Vues de Jupiter, de Mars ou de la Lune, la planète Terre et l’espèce humaine – qui prétend régir sa destinée – doivent sembler sombrer dans l’irrationnel. Les choix contradictoires que collectivement nous accomplissons n’ont aucun sens, si ce n’est celui de menacer notre survie, à un moment même où nous disposons de très nombreux moyens pour mettre en place, dans le laps de temps court qui nous est imparti, les mesures assurant le maintien du vivant.
Cette situation résulte tout d’abord des transformations géopolitiques et géostratégiques qui opposent globalement le monde démocratique au monde totalitaire, avec une montée en puissance des conflits existants et potentiels, ainsi qu’une polarisation autour des sujets de défense, d’espionnage, d’armements, impliquant des investissements massifs qui sont autant de financements qui n’iront pas sur la résolution de nos problèmes communs.

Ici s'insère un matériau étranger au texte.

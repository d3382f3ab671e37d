// Copyright 2019-2026 Maravilla Labs, operated by SOLUTAS GmbH, Switzerland
// SPDX-License-Identifier: Apache-2.0
// SPDX-License-Identifier: MIT

//! The render pass over the intermediate form.
//!
//! One [`Compiler`] walks a [`TemplateFile`] level by level: the placeholders
//! at the current depth are expanded (`if`, `each`, functions, components,
//! imports), the text between them has its attribute and text holes filled,
//! and expanded bodies are rendered one level deeper.
//!
//! The same walk runs in two modes:
//!
//! - **compile**: every value inserted into the output is stored in a
//!   [`RenderState`] and referenced by a `%!v<n>!%` token, so inserted data is
//!   never scanned again. Tokens are expanded once at the very end.
//! - **pre** (fold): only constant data is visible. Whatever can be decided is
//!   inlined, the rest is written back as residual placeholders for the
//!   compile pass.

use crate::cache::TemplateFile;
use crate::codec;
use crate::escape::{escape_attr, escape_html};
use crate::expr::{self, Partial};
use crate::extensions::{function_name, FunctionContext, FunctionRegistry, OEmbedProvider};
use crate::holes::replace_holes;
use crate::layout;
use crate::lexer::{decode_escapes, encode_escapes, reinject_strings, shield, StringEntry};
use crate::script::{self, AssetHooks};
use crate::tags::{
    closer, find_closer, hole_of, lower_depth, next_placeholder, parse_placeholder, placeholder, AttrSet,
    Placeholder, PlaceholderKind,
};
use crate::value::{Scope, Value};
use crate::vars::{literal, split_binding, Lookup, Resolver};
use lazy_static::lazy_static;
use rand::seq::SliceRandom;
use regex::{Captures, Regex};
use std::sync::{Arc, Mutex, MutexGuard};

lazy_static! {
    static ref FRAGMENT: Regex = Regex::new(r"%!v(\d+)!%").unwrap();
    static ref VAR_NAME: Regex = Regex::new(r"^[\w\-$]+$").unwrap();
}

/// Components nested deeper than this render empty.
pub const MAX_COMPONENT_DEPTH: usize = 64;

/// Default length of `<_rand>` values.
pub const DEFAULT_RAND_SIZE: usize = 64;

const LOOP_TAGS: &[&str] = &["_each", "_for", "_foreach", "_for_each"];

/// Placeholders a pre-compile `each` may unroll.
const FOLDABLE_TAGS: &[&str] = &[
    "_if", "_elif", "_else", "_each", "_for", "_foreach", "_for_each", "_lorem", "_youtube", "_yt",
];

const FN_OPEN: &str = "%!fn:";

/// Where a referenced template is looked up.
#[derive(Debug, Clone, Copy, PartialEq, Eq)]
pub enum SourceKind {
    /// `<Name/>`: the components directory first, then the root.
    Component,
    /// `<_:name/>`: the root only.
    Import,
    /// The page layout.
    Layout,
}

/// Loads pre-compiled records for components, imports and layouts.
pub trait FileSource: Send + Sync {
    /// Returns the record, or `None` when the template does not exist.
    fn load(&self, kind: SourceKind, name: &str) -> Option<Arc<TemplateFile>>;
}

/// Everything a render borrows from the engine.
#[derive(Clone, Copy)]
pub struct Env<'e> {
    /// Component, import and layout lookups.
    pub source: &'e dyn FileSource,
    /// Tag functions.
    pub functions: &'e FunctionRegistry,
    /// Script and style transforms.
    pub hooks: &'e dyn AssetHooks,
    /// oEmbed lookups for the YouTube embed.
    pub oembed: Option<&'e dyn OEmbedProvider>,
    /// Base URL of the static assets.
    pub assets: &'e str,
}

/// Fragments produced during one render.
#[derive(Debug, Default)]
pub struct RenderState {
    fragments: Mutex<Vec<String>>,
}

impl RenderState {
    /// Creates an empty state.
    pub fn new() -> Self {
        Self::default()
    }

    fn fragments(&self) -> MutexGuard<'_, Vec<String>> {
        self.fragments
            .lock()
            .unwrap_or_else(|poisoned| poisoned.into_inner())
    }

    /// Stores an encoded fragment and returns its token.
    pub fn stash(&self, fragment: String) -> String {
        let mut fragments = self.fragments();
        fragments.push(fragment);
        format!("%!v{}!%", fragments.len() - 1)
    }

    /// Replaces every token with its fragment, recursively.
    pub fn assemble(&self, text: &str) -> String {
        let fragments = self.fragments();
        expand_tokens(text, &fragments, fragments.len())
    }
}

/// A fragment only refers to fragments stored before it, so `limit` shrinks
/// with every level of recursion.
fn expand_tokens(text: &str, fragments: &[String], limit: usize) -> String {
    if !text.contains("%!v") {
        return text.to_string();
    }
    FRAGMENT
        .replace_all(text, |caps: &Captures| {
            match caps[1].parse::<usize>() {
                Ok(n) if n < limit => expand_tokens(&fragments[n], fragments, n),
                _ => String::new(),
            }
        })
        .into_owned()
}

/// The template being rendered and what it was called with.
struct Frame<'f> {
    file: &'f TemplateFile,
    body_token: Option<String>,
    allow_import: bool,
    depth: usize,
}

impl<'f> Frame<'f> {
    fn root(file: &'f TemplateFile) -> Self {
        Self {
            file,
            body_token: None,
            allow_import: true,
            depth: 0,
        }
    }
}

/// Parsed `each` arguments.
#[derive(Debug, Default, PartialEq)]
struct LoopSpec<'t> {
    source: &'t str,
    value: Option<&'t str>,
    key: Option<&'t str>,
    index: Option<&'t str>,
    reverse: bool,
}

impl<'t> LoopSpec<'t> {
    fn parse(args: &[&'t str]) -> Option<Self> {
        let (&source, rest) = args.split_first()?;
        let mut spec = LoopSpec {
            source,
            ..Default::default()
        };
        let mut bare = Vec::new();
        let mut i = 0;
        while i < rest.len() {
            match rest[i] {
                "as" | "of" | "in" if i + 1 < rest.len() => {
                    let name = Some(rest[i + 1]);
                    match rest[i] {
                        "as" => spec.value = name,
                        "of" => spec.key = name,
                        _ => spec.index = name,
                    }
                    i += 2;
                    continue;
                }
                "desc" | "reverse" => spec.reverse = true,
                other => bare.push(other),
            }
            i += 1;
        }
        for name in bare {
            let slot = [&mut spec.value, &mut spec.key, &mut spec.index]
                .into_iter()
                .find(|slot| slot.is_none());
            match slot {
                Some(slot) => *slot = Some(name),
                None => tracing::debug!("each: ignoring extra argument {}", name),
            }
        }
        if spec.value.is_none() && !spec.source.contains("..") && literal(spec.source, &[]).is_none() {
            spec.value = spec.source.rsplit('.').next();
        }
        Some(spec)
    }

    fn names(&self) -> Vec<&'t str> {
        [self.value, self.key, self.index].into_iter().flatten().collect()
    }
}

/// One loop iteration: key (index for arrays), item and ordinal.
type LoopItem = (Value, Value, usize);

fn int_range(from: i64, to: i64) -> Vec<LoopItem> {
    let values: Vec<i64> = if from <= to {
        (from..=to).collect()
    } else {
        (to..=from).rev().collect()
    };
    values
        .into_iter()
        .enumerate()
        .map(|(i, v)| (Value::Int(i as i64), Value::Int(v), i))
        .collect()
}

Elle résulte ensuite de la puissance financière et économique des activités de l’ancien monde qui, s’il a parfaitement compris la nécessité de la transition, fait prévaloir ses intérêts de rentabilité à court terme pour obtenir les délais les plus longs possibles vers une société décarbonée.
À l’opposé, rapports du GIEC après rapports du GIEC, rapports de l’IPBES (l’équivalent du GIEC pour la biodiversité) après rapports de l’IPBES, rapports sanitaires accablants sur les ravages de la pollution chimique (le dernier épisode lié aux PIFAS, polluants éternels, n’est pas le moindre), la connaissance est aujourd’hui partagée et les solutions de toute nature sont parfaitement connues, qu’il s’agisse d’aider le sud global à investir dans un développement moins carboné ou d’engager sérieusement la grande transformation dans les pays industrialisés. Certains, du reste, semblent prêts à un virage à 180° comme les Pays-Bas qui viennent d’interdire la construction de nouvelles infrastructures routières, mais aussi ferroviaires, de manière à réduire leurs émissions de gaz à effet de serre, et qui mettent en œuvre une nouvelle politique agricole, compatible avec la décarbonation, alors même qu’il s’agit d’une des agricultures les plus intensives d’Europe. Mais ce cas est encore isolé et la dernière réunion du G7 qui se contente d’affirmer qu’il faut sortir du fossile – sans fixer la moindre échéance – n’est pas là pour nous rassurer.
Autrement dit l’humanité – empêtrée dans ses considérations de puissance, de force, de conquêtes sous toutes les formes possibles – est absolument incapable d’assurer la défense de ses « biens communs » que sont l’eau, l’air, les océans, le climat, la biodiversité, etc.
Pourtant, des lueurs d’espoir viennent du monde économique avide de transformation, de certains établissements financiers qui font de la durabilité le critère essentiel, des juges suprêmes qui contraignent Etats et entreprises à respecter leurs engagements, de la mobilisation de jeunes, dans tous les pays, qui craignent pour leur avenir, de petits Etats, directement menacés dans leur survie par le dérèglement climatique, qui œuvrent sans relâche pour obtenir une véritable transformation.
Seul l’avenir dira si le bon sens, la rationalité, le sens du bien commun l’emporteront, ou bien si la volonté de conquête, quel qu’en soit le prix planétaire, gagnera. Mais nous avons tous notre capacité d’agir.